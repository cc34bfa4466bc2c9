// src/main.rs

use colored::*;
use env_logger::Builder;
use indicatif::{MultiProgress, ProgressBar, ProgressStyle};
use log::{debug, error, info, warn, LevelFilter};
use std::collections::HashMap;
use std::io::Write;
use std::sync::Arc;
use std::time::Duration;
use torro::cli::build_cli;
use torro::record::{DownloadStatus, JobId};
use torro::utils::initialize_download_dir;
use torro::{AppError, DownloadManager, DownloadRegistry, OutputPolicy, YtDlpFetcher, VERSION};

#[tokio::main]
async fn main() -> Result<(), AppError> {
    init_logger();
    info!("Torro starting up - version {}", VERSION);

    let matches = build_cli().get_matches();

    println!(
        "{}",
        "TORRO - Professional Video Downloader".bright_red().bold()
    );
    println!("{}", format!("Version: {}", VERSION).cyan());

    let urls: Vec<String> = matches
        .get_many::<String>("urls")
        .map(|vals| vals.cloned().collect())
        .unwrap_or_default();
    let quiet = matches.get_flag("quiet");

    let output_dir = initialize_download_dir(
        matches.get_one::<String>("output-dir").map(|s| s.as_str()),
    )?;
    info!("Saving downloads to {:?}", output_dir);

    let mut policy = OutputPolicy {
        output_dir,
        ..OutputPolicy::default()
    };
    if let Some(chain) = matches.get_one::<String>("format") {
        policy.format_chain = chain.clone();
    }
    if matches.get_flag("playlist") {
        policy.no_playlist = false;
    }

    let registry = Arc::new(DownloadRegistry::new());
    let manager = DownloadManager::new(
        Arc::clone(&registry),
        Arc::new(YtDlpFetcher::new()),
        policy,
    );

    let mut submitted = 0usize;
    for url in &urls {
        match manager.submit(url) {
            Ok(id) => {
                debug!("Queued {} as job {}", url, id);
                submitted += 1;
            }
            Err(e) => {
                error!("Rejected submission {:?}: {}", url, e);
                eprintln!("{}: {}", "Rejected".red(), e);
            }
        }
    }

    if submitted == 0 {
        warn!("No valid URLs submitted, exiting");
        return Err(AppError::EmptyUrl);
    }

    render_until_done(&registry, quiet).await;

    let mut failures = 0usize;
    for record in registry.snapshot().iter().rev() {
        match record.status {
            DownloadStatus::Completed => {
                println!("{} {}", "Completed:".green(), record.title);
            }
            DownloadStatus::Error => {
                failures += 1;
                println!(
                    "{} {} ({})",
                    "Failed:".red(),
                    record.url,
                    record.error_message.as_deref().unwrap_or("unknown error")
                );
            }
            DownloadStatus::Cancelled => {
                println!("{} {}", "Cancelled:".yellow(), record.url);
            }
            _ => {}
        }
    }

    if failures > 0 {
        return Err(AppError::General(format!(
            "{} download(s) failed",
            failures
        )));
    }

    info!("All downloads finished");
    Ok(())
}

/// Poll registry snapshots and keep one progress bar per job until every
/// record reaches a terminal state. Rendering only ever reads snapshots;
/// the workers never wait on the display.
async fn render_until_done(registry: &Arc<DownloadRegistry>, quiet: bool) {
    let multi = MultiProgress::new();
    let style = ProgressStyle::default_bar()
        .template("{spinner:.green} [{bar:40.cyan/blue}] {percent}% {msg}")
        .unwrap_or_else(|_| ProgressStyle::default_bar())
        .progress_chars("#>-");

    let mut bars: HashMap<JobId, ProgressBar> = HashMap::new();
    let mut notify_rx = registry.subscribe();
    let mut tick = tokio::time::interval(Duration::from_millis(200));

    loop {
        tokio::select! {
            _ = tick.tick() => {}
            res = notify_rx.recv() => {
                if res.is_err() {
                    // Lagged notifications just mean we re-render from a
                    // fresh snapshot, which happens below anyway.
                    notify_rx = registry.subscribe();
                }
            }
        }

        let snapshot = registry.snapshot();
        if !quiet {
            for record in &snapshot {
                let bar = bars.entry(record.id).or_insert_with(|| {
                    let bar = multi.add(ProgressBar::new(100));
                    bar.set_style(style.clone());
                    bar
                });
                bar.set_position(record.progress as u64);
                let speed = if record.speed.is_empty() {
                    String::new()
                } else {
                    format!(" @ {}", record.speed)
                };
                bar.set_message(format!("{} [{}]{}", record.title, record.status, speed));
                if record.is_finished() && !bar.is_finished() {
                    bar.finish();
                }
            }
        }

        if !snapshot.is_empty() && snapshot.iter().all(|r| r.is_finished()) {
            break;
        }
    }
}

/// Initialize the logger with a custom format and configuration
fn init_logger() {
    // Create a custom logger builder
    let mut builder = Builder::from_default_env();

    // Set the default level based on debug/release mode
    if cfg!(debug_assertions) {
        builder.filter_level(LevelFilter::Debug);
    } else {
        builder.filter_level(LevelFilter::Info);
    }

    // Define a custom format with timestamp, level, module, and message
    builder.format(|buf, record| {
        let timestamp = chrono::Local::now().format("%Y-%m-%d %H:%M:%S%.3f");
        writeln!(
            buf,
            "[{} {} {}] {}",
            timestamp,
            record.level().to_string().to_uppercase(),
            record.module_path().unwrap_or("unknown"),
            record.args()
        )
    });

    // Allow override through RUST_LOG environment variable
    builder.parse_env("RUST_LOG");

    builder.init();
}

### Problem
An exact copy of all the entries above is what is needed.

### Exercise result
repository cc34bfa4466bc2c9
// src/main.rs

use colored::*;
use env_logger::Builder;
use indicatif::{MultiProgress, ProgressBar, ProgressStyle};
use log::{debug, error, info, warn, LevelFilter};
use std::collections::HashMap;
use std::io::Write;
use std::sync::Arc;
use std::time::Duration;
use torro::cli::build_cli;
use torro::record::{DownloadStatus, JobId};
use torro::utils::initialize_download_dir;
use torro::{AppError, DownloadManager, DownloadRegistry, OutputPolicy, YtDlpFetcher, VERSION};

#[tokio::main]
async fn main() -> Result<(), AppError> {
    init_logger();
    info!("Torro starting up - version {}", VERSION);

    let matches = build_cli().get_matches();

    println!(
        "{}",
        "TORRO - Professional Video Downloader".bright_red().bold()
    );
    println!("{}", format!("Version: {}", VERSION).cyan());

    let urls: Vec<String> = matches
        .get_many::<String>("urls")
        .map(|vals| vals.cloned().collect())
        .unwrap_or_default();
    let quiet = matches.get_flag("quiet");

    let output_dir = initialize_download_dir(
        matches.get_one::<String>("output-dir").map(|s| s.as_str()),
    )?;
    info!("Saving downloads to {:?}", output_dir);

    let mut policy = OutputPolicy {
        output_dir,
        ..OutputPolicy::default()
    };
    if let Some(chain) = matches.get_one::<String>("format") {
        policy.format_chain = chain.clone();
    }
    if matches.get_flag("playlist") {
        policy.no_playlist = false;
    }

    let registry = Arc::new(DownloadRegistry::new());
    let manager = DownloadManager::new(
        Arc::clone(&registry),
        Arc::new(YtDlpFetcher::new()),
        policy,
    );

    let mut submitted = 0usize;
    for url in &urls {
        match manager.submit(url) {
            Ok(id) => {
                debug!("Queued {} as job {}", url, id);
                submitted += 1;
            }
            Err(e) => {
                error!("Rejected submission {:?}: {}", url, e);
                eprintln!("{}: {}", "Rejected".red(), e);
            }
        }
    }

    if submitted == 0 {
        warn!("No valid URLs submitted, exiting");
        return Err(AppError::EmptyUrl);
    }

    render_until_done(&registry, quiet).await;

    let mut failures = 0usize;
    for record in registry.snapshot().iter().rev() {
        match record.status {
            DownloadStatus::Completed => {
                println!("{} {}", "Completed:".green(), record.title);
            }
            DownloadStatus::Error => {
                failures += 1;
                println!(
                    "{} {} ({})",
                    "Failed:".red(),
                    record.url,
                    record.error_message.as_deref().unwrap_or("unknown error")
                );
            }
            DownloadStatus::Cancelled => {
                println!("{} {}", "Cancelled:".yellow(), record.url);
            }
            _ => {}
        }
    }

    if failures > 0 {
        return Err(AppError::General(format!(
            "{} download(s) failed",
            failures
        )));
    }

    info!("All downloads finished");
    Ok(())
}

/// Poll registry snapshots and keep one progress bar per job until every
/// record reaches a terminal state. Rendering only ever reads snapshots;
/// the workers never wait on the display.
async fn render_until_done(registry: &Arc<DownloadRegistry>, quiet: bool) {
    let multi = MultiProgress::new();
    let style = ProgressStyle::default_bar()
        .template("{spinner:.green} [{bar:40.cyan/blue}] {percent}% {msg}")
        .unwrap_or_else(|_| ProgressStyle::default_bar())
        .progress_chars("#>-");

    let mut bars: HashMap<JobId, ProgressBar> = HashMap::new();
    let mut notify_rx = registry.subscribe();
    let mut tick = tokio::time::interval(Duration::from_millis(200));

    loop {
        tokio::select! {
            _ = tick.tick() => {}
            res = notify_rx.recv() => {
                if res.is_err() {
                    // Lagged notifications just mean we re-render from a
                    // fresh snapshot, which happens below anyway.
                    notify_rx = registry.subscribe();
                }
            }
        }

        let snapshot = registry.snapshot();
        if !quiet {
            for record in &snapshot {
                let bar = bars.entry(record.id).or_insert_with(|| {
                    let bar = multi.add(ProgressBar::new(100));
                    bar.set_style(style.clone());
                    bar
                });
                bar.set_position(record.progress as u64);
                let speed = if record.speed.is_empty() {
                    String::new()
                } else {
                    format!(" @ {}", record.speed)
                };
                bar.set_message(format!("{} [{}]{}", record.title, record.status, speed));
                if record.is_finished() && !bar.is_finished() {
                    bar.finish();
                }
            }
        }

        if !snapshot.is_empty() && snapshot.iter().all(|r| r.is_finished()) {
            break;
        }
    }
}

/// Initialize the logger with a custom format and configuration
fn init_logger() {
    // Create a custom logger builder
    let mut builder = Builder::from_default_env();

    // Set the default level based on debug/release mode
    if cfg!(debug_assertions) {
        builder.filter_level(LevelFilter::Debug);
    } else {
        builder.filter_level(LevelFilter::Info);
    }

    // Define a custom format with timestamp, level, module, and message
    builder.format(|buf, record| {
        let timestamp = chrono::Local::now().format("%Y-%m-%d %H:%M:%S%.3f");
        writeln!(
            buf,
            "[{} {} {}] {}",
            timestamp,
            record.level().to_string().to_uppercase(),
            record.module_path().unwrap_or("unknown"),
            record.args()
        )
    });

    // Allow override through RUST_LOG environment variable
    builder.parse_env("RUST_LOG");

    builder.init();
}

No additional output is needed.